(Stored data)
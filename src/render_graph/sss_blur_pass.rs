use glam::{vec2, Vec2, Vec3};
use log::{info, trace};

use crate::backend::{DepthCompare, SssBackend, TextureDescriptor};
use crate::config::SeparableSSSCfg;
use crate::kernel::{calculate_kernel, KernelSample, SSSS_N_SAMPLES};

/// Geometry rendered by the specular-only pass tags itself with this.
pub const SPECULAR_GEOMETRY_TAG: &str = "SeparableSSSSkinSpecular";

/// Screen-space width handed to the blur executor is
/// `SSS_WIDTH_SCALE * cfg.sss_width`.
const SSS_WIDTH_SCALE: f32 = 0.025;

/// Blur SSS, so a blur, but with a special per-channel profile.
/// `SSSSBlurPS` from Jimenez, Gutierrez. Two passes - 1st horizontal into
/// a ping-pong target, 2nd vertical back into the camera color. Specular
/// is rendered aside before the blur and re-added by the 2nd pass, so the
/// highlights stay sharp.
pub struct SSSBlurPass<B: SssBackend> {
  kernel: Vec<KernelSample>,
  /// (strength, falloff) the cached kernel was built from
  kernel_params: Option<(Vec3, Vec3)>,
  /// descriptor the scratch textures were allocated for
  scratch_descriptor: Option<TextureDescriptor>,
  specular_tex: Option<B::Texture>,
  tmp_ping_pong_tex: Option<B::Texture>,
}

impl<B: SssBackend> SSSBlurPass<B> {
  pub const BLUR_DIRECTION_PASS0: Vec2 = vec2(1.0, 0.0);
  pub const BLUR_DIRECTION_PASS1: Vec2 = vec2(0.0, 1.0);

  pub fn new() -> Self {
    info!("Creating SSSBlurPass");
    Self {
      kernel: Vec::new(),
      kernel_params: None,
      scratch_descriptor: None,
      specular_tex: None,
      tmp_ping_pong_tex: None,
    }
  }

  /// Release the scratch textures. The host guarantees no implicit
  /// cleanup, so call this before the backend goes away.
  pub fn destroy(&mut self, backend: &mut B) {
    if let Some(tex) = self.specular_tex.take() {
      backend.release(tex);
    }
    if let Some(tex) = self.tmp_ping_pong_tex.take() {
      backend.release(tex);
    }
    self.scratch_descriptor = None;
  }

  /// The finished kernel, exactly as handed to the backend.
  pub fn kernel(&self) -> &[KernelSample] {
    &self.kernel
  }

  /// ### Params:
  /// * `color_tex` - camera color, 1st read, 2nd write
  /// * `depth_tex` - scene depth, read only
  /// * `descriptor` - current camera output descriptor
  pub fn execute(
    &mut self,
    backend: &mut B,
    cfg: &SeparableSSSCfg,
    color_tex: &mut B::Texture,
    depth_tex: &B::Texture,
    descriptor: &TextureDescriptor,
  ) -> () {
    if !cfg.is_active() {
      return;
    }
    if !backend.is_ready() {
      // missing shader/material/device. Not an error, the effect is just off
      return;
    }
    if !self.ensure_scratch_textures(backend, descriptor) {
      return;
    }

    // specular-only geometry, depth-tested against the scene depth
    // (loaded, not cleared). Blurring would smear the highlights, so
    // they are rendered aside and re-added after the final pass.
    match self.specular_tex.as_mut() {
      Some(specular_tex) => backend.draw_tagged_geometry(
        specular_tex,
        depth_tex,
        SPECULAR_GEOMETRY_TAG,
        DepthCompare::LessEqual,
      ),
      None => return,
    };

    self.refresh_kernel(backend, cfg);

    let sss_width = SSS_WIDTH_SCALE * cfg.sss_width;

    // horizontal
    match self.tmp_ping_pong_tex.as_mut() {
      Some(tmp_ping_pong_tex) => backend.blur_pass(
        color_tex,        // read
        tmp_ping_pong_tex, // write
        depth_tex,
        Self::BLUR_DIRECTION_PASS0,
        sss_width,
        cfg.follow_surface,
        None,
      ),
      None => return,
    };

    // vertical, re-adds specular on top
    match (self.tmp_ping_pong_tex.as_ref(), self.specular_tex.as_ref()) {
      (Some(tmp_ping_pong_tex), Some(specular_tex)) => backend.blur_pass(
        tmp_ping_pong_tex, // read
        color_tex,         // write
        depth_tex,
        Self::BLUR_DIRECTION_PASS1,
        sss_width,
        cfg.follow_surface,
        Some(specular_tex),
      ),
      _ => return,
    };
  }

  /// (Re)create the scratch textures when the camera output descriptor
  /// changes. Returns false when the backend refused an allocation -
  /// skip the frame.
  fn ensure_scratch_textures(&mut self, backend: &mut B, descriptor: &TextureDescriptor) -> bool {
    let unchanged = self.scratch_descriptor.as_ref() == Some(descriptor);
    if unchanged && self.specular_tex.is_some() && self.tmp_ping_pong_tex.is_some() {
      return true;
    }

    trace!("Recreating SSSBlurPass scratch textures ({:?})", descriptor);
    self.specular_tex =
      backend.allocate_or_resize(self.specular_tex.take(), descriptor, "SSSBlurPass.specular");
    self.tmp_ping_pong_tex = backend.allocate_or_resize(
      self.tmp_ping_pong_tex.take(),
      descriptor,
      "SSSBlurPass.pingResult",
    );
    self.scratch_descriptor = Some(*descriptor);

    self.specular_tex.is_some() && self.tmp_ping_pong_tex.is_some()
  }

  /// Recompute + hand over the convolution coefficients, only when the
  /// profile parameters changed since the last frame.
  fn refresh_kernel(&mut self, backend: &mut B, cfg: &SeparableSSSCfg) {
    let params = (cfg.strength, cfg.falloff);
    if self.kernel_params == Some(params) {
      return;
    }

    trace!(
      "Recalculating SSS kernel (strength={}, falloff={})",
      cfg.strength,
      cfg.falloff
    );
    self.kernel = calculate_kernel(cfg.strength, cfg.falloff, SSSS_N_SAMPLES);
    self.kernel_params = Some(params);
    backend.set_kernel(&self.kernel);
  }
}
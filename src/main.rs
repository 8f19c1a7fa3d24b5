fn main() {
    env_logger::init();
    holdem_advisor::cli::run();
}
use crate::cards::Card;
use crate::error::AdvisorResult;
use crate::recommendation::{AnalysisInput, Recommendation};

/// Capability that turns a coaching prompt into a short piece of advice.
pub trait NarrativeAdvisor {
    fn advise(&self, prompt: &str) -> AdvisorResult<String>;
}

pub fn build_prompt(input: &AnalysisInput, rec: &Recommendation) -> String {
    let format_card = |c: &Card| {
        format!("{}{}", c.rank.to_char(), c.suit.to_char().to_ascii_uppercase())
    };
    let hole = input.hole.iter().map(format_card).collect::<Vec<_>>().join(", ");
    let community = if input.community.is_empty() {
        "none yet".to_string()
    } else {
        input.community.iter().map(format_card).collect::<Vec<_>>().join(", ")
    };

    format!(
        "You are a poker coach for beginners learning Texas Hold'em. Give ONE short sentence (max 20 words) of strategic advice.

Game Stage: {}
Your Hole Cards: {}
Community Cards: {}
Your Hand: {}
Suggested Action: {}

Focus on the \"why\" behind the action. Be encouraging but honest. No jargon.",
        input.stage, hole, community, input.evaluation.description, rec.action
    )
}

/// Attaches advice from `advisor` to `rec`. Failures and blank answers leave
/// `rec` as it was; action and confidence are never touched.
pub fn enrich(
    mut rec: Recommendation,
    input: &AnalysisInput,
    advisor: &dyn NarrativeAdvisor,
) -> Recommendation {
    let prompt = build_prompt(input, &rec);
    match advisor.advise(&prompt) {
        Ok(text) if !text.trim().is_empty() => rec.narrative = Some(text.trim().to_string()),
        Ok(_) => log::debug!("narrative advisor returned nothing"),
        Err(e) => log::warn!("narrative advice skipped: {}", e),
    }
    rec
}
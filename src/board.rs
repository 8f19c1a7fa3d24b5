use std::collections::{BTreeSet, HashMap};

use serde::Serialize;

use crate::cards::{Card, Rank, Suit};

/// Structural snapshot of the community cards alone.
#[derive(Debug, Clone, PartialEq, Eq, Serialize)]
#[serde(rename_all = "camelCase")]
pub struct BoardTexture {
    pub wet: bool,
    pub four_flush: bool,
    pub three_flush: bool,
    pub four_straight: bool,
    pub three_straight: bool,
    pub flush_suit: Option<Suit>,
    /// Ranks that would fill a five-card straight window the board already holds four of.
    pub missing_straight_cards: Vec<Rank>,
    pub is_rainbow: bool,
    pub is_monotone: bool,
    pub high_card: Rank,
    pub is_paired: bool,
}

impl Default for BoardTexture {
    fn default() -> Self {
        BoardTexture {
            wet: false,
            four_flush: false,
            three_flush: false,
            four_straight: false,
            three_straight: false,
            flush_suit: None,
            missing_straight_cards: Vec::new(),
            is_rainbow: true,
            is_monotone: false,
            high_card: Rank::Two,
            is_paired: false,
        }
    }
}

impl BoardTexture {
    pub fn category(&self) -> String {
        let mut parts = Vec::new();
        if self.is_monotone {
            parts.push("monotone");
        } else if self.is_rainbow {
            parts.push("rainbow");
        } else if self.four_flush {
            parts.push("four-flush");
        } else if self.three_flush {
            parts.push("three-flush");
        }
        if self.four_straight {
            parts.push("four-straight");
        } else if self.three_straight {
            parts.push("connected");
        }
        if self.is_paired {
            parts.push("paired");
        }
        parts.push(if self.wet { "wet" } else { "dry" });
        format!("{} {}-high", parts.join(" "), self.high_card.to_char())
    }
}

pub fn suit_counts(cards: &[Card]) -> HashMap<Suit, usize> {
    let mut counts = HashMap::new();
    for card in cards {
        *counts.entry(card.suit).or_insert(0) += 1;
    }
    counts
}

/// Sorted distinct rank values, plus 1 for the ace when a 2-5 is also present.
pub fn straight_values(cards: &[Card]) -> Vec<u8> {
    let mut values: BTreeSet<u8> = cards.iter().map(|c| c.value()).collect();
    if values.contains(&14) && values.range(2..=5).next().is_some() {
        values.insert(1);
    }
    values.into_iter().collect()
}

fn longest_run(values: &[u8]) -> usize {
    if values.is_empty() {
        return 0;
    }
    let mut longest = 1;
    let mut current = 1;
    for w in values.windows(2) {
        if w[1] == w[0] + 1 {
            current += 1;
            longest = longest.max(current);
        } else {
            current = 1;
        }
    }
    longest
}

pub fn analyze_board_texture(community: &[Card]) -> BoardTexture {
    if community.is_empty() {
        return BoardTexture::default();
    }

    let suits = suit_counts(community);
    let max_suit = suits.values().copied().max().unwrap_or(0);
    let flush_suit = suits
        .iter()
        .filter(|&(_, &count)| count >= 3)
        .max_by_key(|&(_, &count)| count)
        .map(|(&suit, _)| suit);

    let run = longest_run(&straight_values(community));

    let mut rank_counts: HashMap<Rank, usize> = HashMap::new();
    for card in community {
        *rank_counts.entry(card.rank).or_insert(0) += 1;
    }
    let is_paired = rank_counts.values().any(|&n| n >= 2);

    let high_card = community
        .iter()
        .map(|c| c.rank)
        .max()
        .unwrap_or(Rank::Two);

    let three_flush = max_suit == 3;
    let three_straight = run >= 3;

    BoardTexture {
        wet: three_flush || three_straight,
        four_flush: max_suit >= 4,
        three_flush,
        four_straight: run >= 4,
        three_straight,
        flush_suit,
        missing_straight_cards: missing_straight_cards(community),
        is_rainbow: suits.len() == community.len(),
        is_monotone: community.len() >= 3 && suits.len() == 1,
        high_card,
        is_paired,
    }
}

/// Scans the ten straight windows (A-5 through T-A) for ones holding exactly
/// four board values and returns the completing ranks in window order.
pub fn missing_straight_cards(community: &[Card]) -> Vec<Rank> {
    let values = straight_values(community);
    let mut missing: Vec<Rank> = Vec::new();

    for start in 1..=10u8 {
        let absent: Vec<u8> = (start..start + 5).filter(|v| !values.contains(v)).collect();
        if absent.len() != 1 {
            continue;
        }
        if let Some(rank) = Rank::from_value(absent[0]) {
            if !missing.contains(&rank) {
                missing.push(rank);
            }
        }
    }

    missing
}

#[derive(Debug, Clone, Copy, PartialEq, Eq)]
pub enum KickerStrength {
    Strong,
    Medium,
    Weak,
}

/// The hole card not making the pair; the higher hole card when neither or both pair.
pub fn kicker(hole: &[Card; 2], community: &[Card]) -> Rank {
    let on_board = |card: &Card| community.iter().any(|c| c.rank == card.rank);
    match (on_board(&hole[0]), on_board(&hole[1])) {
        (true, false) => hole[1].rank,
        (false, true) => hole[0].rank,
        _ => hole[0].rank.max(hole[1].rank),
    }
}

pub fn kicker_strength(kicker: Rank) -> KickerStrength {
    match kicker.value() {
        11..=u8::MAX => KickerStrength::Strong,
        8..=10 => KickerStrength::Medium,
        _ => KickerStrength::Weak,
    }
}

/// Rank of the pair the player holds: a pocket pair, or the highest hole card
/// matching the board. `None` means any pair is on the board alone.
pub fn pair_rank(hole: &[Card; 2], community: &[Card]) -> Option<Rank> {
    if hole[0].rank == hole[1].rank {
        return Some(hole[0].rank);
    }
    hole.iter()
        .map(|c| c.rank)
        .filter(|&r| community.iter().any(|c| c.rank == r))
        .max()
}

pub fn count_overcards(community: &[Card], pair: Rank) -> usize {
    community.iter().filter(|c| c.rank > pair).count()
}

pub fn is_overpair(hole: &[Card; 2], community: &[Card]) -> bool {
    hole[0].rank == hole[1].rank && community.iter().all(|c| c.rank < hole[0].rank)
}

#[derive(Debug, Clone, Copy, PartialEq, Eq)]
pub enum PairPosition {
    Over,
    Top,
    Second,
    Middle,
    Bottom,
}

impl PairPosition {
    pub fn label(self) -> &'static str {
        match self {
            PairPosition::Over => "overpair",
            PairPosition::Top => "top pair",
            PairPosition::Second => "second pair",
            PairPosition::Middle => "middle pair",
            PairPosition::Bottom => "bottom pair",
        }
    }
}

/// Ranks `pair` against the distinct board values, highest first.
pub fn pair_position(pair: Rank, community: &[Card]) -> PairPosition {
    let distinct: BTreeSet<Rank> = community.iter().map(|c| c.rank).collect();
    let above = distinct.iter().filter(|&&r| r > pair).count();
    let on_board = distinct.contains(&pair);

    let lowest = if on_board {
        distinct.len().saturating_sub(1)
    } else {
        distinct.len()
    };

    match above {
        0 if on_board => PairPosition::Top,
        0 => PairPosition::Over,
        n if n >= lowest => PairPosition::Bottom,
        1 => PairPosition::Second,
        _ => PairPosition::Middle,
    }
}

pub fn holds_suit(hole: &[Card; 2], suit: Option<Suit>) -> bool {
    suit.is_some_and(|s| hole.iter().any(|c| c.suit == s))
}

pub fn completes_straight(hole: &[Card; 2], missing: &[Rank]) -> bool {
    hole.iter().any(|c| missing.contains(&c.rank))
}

» **Description of the task**:
Once you have counted the lines of the data that contain the word "advise", please reply with that number alone.

» **Result**:
2